$90,000 FRAXA Research Grant
FRAXA Research Foundation has awarded a $90,000 research grant to Stanford University principal investigators Dr. Philippe Jacques Mourrain and Dr. Gordon Wang, along with postdoctoral fellow, Dr. Rochelle Coulson. They are evaluating additive effects of combinatorial drug treatments to correct a broad spectrum of deficits observed in Fragile X syndrome.
Gordon Wang, PhD
Philippe Jacques Mourrain, PhD
Rochelle Coulson, PhD
Total Funding to Stanford University to Date: $260,000
by Philippe Jacques Mourrain, PhD, and Gordon Wang, PhD
Fragile X syndrome is caused by the absence of a single protein (FMRP) and is the leading genetic cause of intellectual disability, affecting millions of children worldwide. The loss of FMRP does not produce a singular deficit throughout the brain, but rather a complex array of changes across many brain regions and throughout development.
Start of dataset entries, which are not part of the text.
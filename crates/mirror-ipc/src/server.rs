//! Control socket server.

use crate::{ControlRequest, IpcError, IpcResult};
use mirror_engine::{ControlCommand, SessionSnapshot, SnapshotFeed};
use std::path::{Path, PathBuf};
use tokio::io::{AsyncBufReadExt, AsyncWriteExt, BufReader};
use tokio::net::unix::OwnedWriteHalf;
use tokio::net::{UnixListener, UnixStream};
use tokio::sync::{broadcast, mpsc};
use tracing::{debug, error, info, warn};

/// Serves control clients until [`shutdown`](Self::shutdown).
pub struct ControlServer {
    socket_path: PathBuf,
    feed: SnapshotFeed,
    commands: mpsc::Sender<ControlCommand>,
    shutdown_tx: broadcast::Sender<()>,
}

impl ControlServer {
    pub fn new(
        socket_path: impl Into<PathBuf>,
        feed: SnapshotFeed,
        commands: mpsc::Sender<ControlCommand>,
    ) -> Self {
        let (shutdown_tx, _) = broadcast::channel(1);
        Self {
            socket_path: socket_path.into(),
            feed,
            commands,
            shutdown_tx,
        }
    }

    pub fn socket_path(&self) -> &Path {
        &self.socket_path
    }

    /// Sender that stops the server and all its connections.
    pub fn shutdown_sender(&self) -> broadcast::Sender<()> {
        self.shutdown_tx.clone()
    }

    pub fn shutdown(&self) {
        let _ = self.shutdown_tx.send(());
    }

    /// Bind the socket and accept clients.
    pub async fn run(&self) -> IpcResult<()> {
        if self.socket_path.exists() {
            std::fs::remove_file(&self.socket_path)?;
        }
        if let Some(parent) = self.socket_path.parent() {
            std::fs::create_dir_all(parent)?;
        }

        let listener = UnixListener::bind(&self.socket_path)?;
        info!(path = %self.socket_path.display(), "Control socket listening");

        let mut shutdown_rx = self.shutdown_tx.subscribe();
        loop {
            tokio::select! {
                accepted = listener.accept() => match accepted {
                    Ok((stream, _)) => {
                        let feed = self.feed.clone();
                        let commands = self.commands.clone();
                        let shutdown = self.shutdown_tx.subscribe();
                        tokio::spawn(async move {
                            if let Err(e) = handle_connection(stream, feed, commands, shutdown).await {
                                debug!(error = %e, "Control connection ended with error");
                            }
                        });
                    }
                    Err(e) => error!(error = %e, "Accept error"),
                },
                _ = shutdown_rx.recv() => {
                    info!("Control socket shutting down");
                    break;
                }
            }
        }

        let _ = std::fs::remove_file(&self.socket_path);
        Ok(())
    }
}

async fn handle_connection(
    stream: UnixStream,
    feed: SnapshotFeed,
    commands: mpsc::Sender<ControlCommand>,
    mut shutdown: broadcast::Receiver<()>,
) -> IpcResult<()> {
    let (reader, mut writer) = stream.into_split();
    let mut reader = BufReader::new(reader);
    let mut line = String::new();

    // Subscribe before reading the current value so no change is missed
    let mut changes = feed.subscribe();
    write_snapshot(&mut writer, &feed.current()).await?;
    debug!("Control client connected");

    loop {
        tokio::select! {
            change = changes.recv() => match change {
                Ok(snapshot) => write_snapshot(&mut writer, &snapshot).await?,
                Err(broadcast::error::RecvError::Lagged(skipped)) => {
                    warn!(skipped, "Control client lagged, sending latest");
                    write_snapshot(&mut writer, &feed.current()).await?;
                }
                Err(broadcast::error::RecvError::Closed) => break,
            },

            read = reader.read_line(&mut line) => {
                if read? == 0 {
                    debug!("Control client disconnected");
                    break;
                }
                let trimmed = line.trim();
                if !trimmed.is_empty() {
                    match ControlRequest::from_json(trimmed) {
                        Ok(request) => {
                            debug!(request = ?request, "Control request");
                            match request.command() {
                                Some(command) => commands
                                    .send(command)
                                    .await
                                    .map_err(|_| IpcError::ShuttingDown)?,
                                None => write_snapshot(&mut writer, &feed.current()).await?,
                            }
                        }
                        Err(e) => warn!(error = %e, "Ignoring invalid control message"),
                    }
                }
                line.clear();
            },

            _ = shutdown.recv() => break,
        }
    }

    Ok(())
}

async fn write_snapshot(writer: &mut OwnedWriteHalf, snapshot: &SessionSnapshot) -> IpcResult<()> {
    let mut json = serde_json::to_string(snapshot)?;
    json.push('\n');
    writer.write_all(json.as_bytes()).await?;
    writer.flush().await?;
    Ok(())
}

#[cfg(test)]
mod tests {
    use super::*;
    use crate::ControlClient;
    use mirror_engine::{SessionState, SessionStatus};
    use std::sync::Arc;
    use std::time::Duration;
    use tempfile::TempDir;
    use tokio::time::timeout;

    struct Fixture {
        server: Arc<ControlServer>,
        feed: SnapshotFeed,
        commands: mpsc::Receiver<ControlCommand>,
        client: ControlClient,
        _dir: TempDir,
    }

    async fn start_server() -> Fixture {
        let dir = TempDir::new().unwrap();
        let socket = dir.path().join("control.sock");
        let feed = SnapshotFeed::new(SessionState::new(true, false).snapshot());
        let (tx, commands) = mpsc::channel(8);

        let server = Arc::new(ControlServer::new(&socket, feed.clone(), tx));
        let running = server.clone();
        tokio::spawn(async move { running.run().await.unwrap() });

        let client = ControlClient::new(&socket);
        for _ in 0..100 {
            if socket.exists() {
                break;
            }
            tokio::time::sleep(Duration::from_millis(10)).await;
        }

        Fixture {
            server,
            feed,
            commands,
            client,
            _dir: dir,
        }
    }

    fn snapshot(status: SessionStatus, trust_lines: u64) -> SessionSnapshot {
        let mut session = SessionState::new(true, false);
        session.status = status;
        session.trust_lines_today = trust_lines;
        session.snapshot()
    }

    #[tokio::test]
    async fn test_status_returns_current_snapshot() {
        let fixture = start_server().await;
        fixture.feed.publish(snapshot(SessionStatus::Running, 3));

        let status = fixture.client.status().await.unwrap();
        assert_eq!(status.status, SessionStatus::Running);
        assert_eq!(status.trust_lines_today, 3);
        assert!(status.test_mode);
    }

    #[tokio::test]
    async fn test_start_and_stop_reach_supervisor() {
        let mut fixture = start_server().await;

        fixture.client.send(ControlRequest::Start).await.unwrap();
        fixture.client.send(ControlRequest::Stop).await.unwrap();

        assert_eq!(fixture.commands.recv().await, Some(ControlCommand::Start));
        assert_eq!(fixture.commands.recv().await, Some(ControlCommand::Stop));
    }

    #[tokio::test]
    async fn test_changes_are_pushed() {
        let fixture = start_server().await;
        let mut stream = fixture.client.subscribe().await.unwrap();

        let initial = stream.next().await.unwrap().unwrap();
        assert_eq!(initial.status, SessionStatus::Idle);

        fixture.feed.publish(snapshot(SessionStatus::Starting, 0));
        fixture.feed.publish(snapshot(SessionStatus::Running, 0));

        let first = timeout(Duration::from_secs(5), stream.next()).await.unwrap();
        let second = timeout(Duration::from_secs(5), stream.next()).await.unwrap();
        assert_eq!(first.unwrap().unwrap().status, SessionStatus::Starting);
        assert_eq!(second.unwrap().unwrap().status, SessionStatus::Running);
    }

    #[tokio::test]
    async fn test_invalid_messages_are_ignored() {
        let mut fixture = start_server().await;
        let mut stream = fixture.client.subscribe().await.unwrap();
        stream.next().await.unwrap().unwrap();

        stream.send_line("not json").await.unwrap();
        stream.send_line(r#"{"type":"reboot"}"#).await.unwrap();
        stream.send(ControlRequest::Status).await.unwrap();

        // Connection survives and answers the status request
        let reply = timeout(Duration::from_secs(5), stream.next()).await.unwrap();
        assert_eq!(reply.unwrap().unwrap().status, SessionStatus::Idle);
        assert!(fixture.commands.try_recv().is_err());
    }

    #[tokio::test]
    async fn test_shutdown_removes_socket() {
        let fixture = start_server().await;
        let socket = fixture.server.socket_path().to_path_buf();
        let mut stream = fixture.client.subscribe().await.unwrap();
        stream.next().await.unwrap().unwrap();

        fixture.server.shutdown();

        let ended = timeout(Duration::from_secs(5), stream.next()).await.unwrap();
        assert!(ended.unwrap().is_none());
        for _ in 0..100 {
            if !socket.exists() {
                break;
            }
            tokio::time::sleep(Duration::from_millis(10)).await;
        }
        assert!(!socket.exists());
        assert!(!fixture.client.is_running().await);
    }
}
New therapeutic strategies have immense potential for the improvement of FXS patient quality of life, however there is currently no single therapy that targets the full array of deficits observed throughout the brain. The overall objective of this proposal is to evaluate the additive effects of combinatorial drug treatments to correct a broader spectrum of deficits observed in FXS.
We will achieve this goal through a combination of molecular and imaging techniques, and will take advantage of the unique strengths of both mouse brain and human cell culture models. Through this approach, we will create a map of changes in the brains of both mice and humans caused by loss of FMRP and in response to treatment. This will improve the translational value of the mouse model by providing an accurate measure of how it reflects the abnormalities observed in the human brain.
We will further evaluate the effects of promising drug combinations in human cells from FXS patients, to identify improvements in cellular pathways that underlie the deficits observed in the brain. Importantly, we will assess promising treatments for the development of tolerance, which has proven to be a critical issue in the development of long-term therapeutic approaches.
The use of human FXS cells will improve the clinical significance of our study, allowing us to quickly test a large number of drug combinations in the context of actual patient conditions. Moreover, this analysis opens the possibility that drugs are not tied to a single disease, but to specific deficits, and that a combinatorial approach can be devised to target the array of deficits observed for any neurological disease.